Reviews

Dracula

The Hypocrites present Transylvania’s favorite count at the Mercury Theater.

Breon Arzell as Dracula and Maurice Demus as Jonathan in Dracula, directed by Sean Graney at the Mercury Theater.
Breon Arzell as Dracula and Maurice Demus as Jonathan in Dracula, directed by Sean Graney at the Mercury Theater.
(© Brett A. Beiner)

An old-fashioned transfusion apparatus spurts blood all over the Mercury Theater stage late in Act 1 of Dracula while a cast member tries to drink from it like an errant water fountain. The moment — just one in several in-your-face gruesome sequences — elicited an equal number of groans and laughs from the opening-night audience, a sentiment that carried throughout the show. Directed by Sean Graney, the artistic director of the Hypocrites, Dracula, also adapted by Graney from Timothy F. Griffin’s original script and Bram Stoker’s story, combines shock and schlock just in time for Halloween.

Set in some nebulous time between the present and the past, the play begins with a visit from Jonathan Harker (Maurice Demus) to the Transylvania estate of one Count Dracula (Breon Arzell), who is looking to purchase real estate in London. In Dracula’s lair (an eerie underground bunker designed by John Musial), Harker meets the unhinged Alice Renfield (the wickedly funny Erin Barlow), who warns Harker to return to London before fleeing herself. After a series of frights, the action moves to a London insane asylum, where Harker’s fiancée Mina (Aurora Real de Asua) awaits his return, along with her bosom friend Lucy (Janelle Villas). Lucy herself is being courted by asylum director Dr. Seward (John Taflan) and Dr. Van Helsing (Robert McLean), the fanatic scholar of vampirism.

Mina and Lucy are a pair of strong-willed modern women — a detail that’s hard to miss, as the script mentions it explicitly again and again. Blood-sucking as a metaphor for toxic masculinity is not a bad idea, but its realization is heavy-handed and clumsy. By the time Dracula monologues about his plans for the subjugation of women worldwide, the threat is downright anemic.

As the unfortunate Lucy, Villas is a gifted physical comedian. Taflan and McLean play the good doctors Seward and Van Helsing as a couple of Muppets, the rubber-faced Taflan bouncing off of the indignant McLean to excellent comedic effect. In the title role, Arzell is powerfully funny but not very sensual. In fact, this sex-positive Dracula features some of the least sexualized vampires around. The true star of the show is Real de Asua, whose performance as Mina is acerbically comedic even while delivering the preachiest non sequiturs.
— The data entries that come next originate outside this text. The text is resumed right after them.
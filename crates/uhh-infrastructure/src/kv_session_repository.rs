//! Key-value backed SessionRepository implementation.

use crate::dto::{encode_sessions, session_index};
use crate::migration::SchemaMigrator;
use crate::storage::SessionStore;
use std::sync::Arc;
use uhh_core::clock::{Clock, ClockHandle};
use uhh_core::error::{Result, UhhError};
use uhh_core::session::{FillerWordEvent, Session, SessionRepository};

/// A repository that keeps the whole session collection as one JSON blob
/// inside a [`SessionStore`].
///
/// Every operation is a single load → modify → store cycle:
/// - Loading always goes through the [`SchemaMigrator`], so older data is
///   upgraded transparently
/// - Operations on an unknown id are no-ops and write nothing
/// - There is no locking across operations; concurrent writers lose updates
pub struct KvSessionRepository {
    store: SessionStore,
    migrator: Arc<SchemaMigrator>,
    clock: ClockHandle,
}

impl KvSessionRepository {
    pub fn new(store: SessionStore, migrator: Arc<SchemaMigrator>, clock: ClockHandle) -> Self {
        Self {
            store,
            migrator,
            clock,
        }
    }

    fn load(&self) -> Result<Vec<Session>> {
        self.migrator.load(&self.store)
    }

    fn save(&self, sessions: &[Session]) -> Result<()> {
        self.store.store_sessions(&encode_sessions(sessions)?)
    }

    /// Applies `update` to the session with `session_id` and saves the collection.
    ///
    /// Returns `false` (and writes nothing) when no such session exists.
    fn update<F>(&self, session_id: &str, update: F) -> Result<bool>
    where
        F: FnOnce(&mut Session),
    {
        let mut sessions = self.load()?;
        let Some(session) = sessions.iter_mut().find(|s| s.id == session_id) else {
            tracing::debug!("Session '{}' not found, nothing to update", session_id);
            return Ok(false);
        };

        update(session);
        self.save(&sessions)?;
        Ok(true)
    }
}

impl SessionRepository for KvSessionRepository {
    fn list_sessions(&self) -> Result<Vec<Session>> {
        self.load()
    }

    fn create_session(&self, name: &str) -> Result<Session> {
        let name = name.trim();
        if name.is_empty() {
            return Err(UhhError::invalid_argument("session name must not be empty"));
        }

        let mut sessions = self.load()?;
        let session = Session {
            id: uuid::Uuid::new_v4().to_string(),
            name: name.to_string(),
            start_time: self.clock.now_ms(),
            end_time: None,
            events: Vec::new(),
            index: session_index(sessions.len())?,
        };
        sessions.push(session.clone());
        self.save(&sessions)?;

        tracing::debug!(
            "Created session: id={}, name={}, index={}",
            session.id,
            session.name,
            session.index
        );
        Ok(session)
    }

    fn append_filler_word_event(&self, session_id: &str) -> Result<()> {
        let now = self.clock.now_ms();
        self.update(session_id, |session| {
            session.events.push(FillerWordEvent::uhh(now));
        })?;
        Ok(())
    }

    fn end_session(&self, session_id: &str, at: Option<i64>) -> Result<()> {
        let at = at.unwrap_or_else(|| self.clock.now_ms());
        self.update(session_id, |session| {
            if at < session.start_time {
                tracing::warn!(
                    "End time {} precedes start {} of session '{}', clamping",
                    at,
                    session.start_time,
                    session.id
                );
            }
            session.end_time = Some(at.max(session.start_time));
        })?;
        Ok(())
    }

    fn delete_session(&self, session_id: &str) -> Result<()> {
        let mut sessions = self.load()?;
        let before = sessions.len();
        sessions.retain(|s| s.id != session_id);

        if sessions.len() == before {
            tracing::debug!("Session '{}' not found, nothing to delete", session_id);
            return Ok(());
        }
        self.save(&sessions)
    }

    fn delete_all_sessions(&self) -> Result<()> {
        self.save(&[])
    }
}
Samantha C. Jones’s costumes further emphasize the contemporary themes by combining modern pieces with Victorian and Edwardian silhouettes. The horror unfolds during an unrelenting maelstrom, vividly brought to life by Joe Griffin’s sound design and Mike Durst’s colorful lighting. The mix of camp and horror is not particularly well-balanced in the play’s lengthy opening scene in Transylvania, but once the blood starts gushing in London, the play finds its footing and the laughs and thrills come quickly and plentifully — thanks in part to the gore and violence, designed by Jon Beal. Beal’s work hits the sweet spot between kitschy and genuinely shocking. To that end, this Dracula is not for children, or particularly sensitive cat lovers.

The Hypocrites’ take on Stoker’s spooky tale brings a lot to the table, including a well-cast ensemble and several good, vital commentaries on the modern landscape of gender and autonomy. The play succeeds when it uses humor to make those points, but when things take a turn for the solemn, Dracula loses its teeth.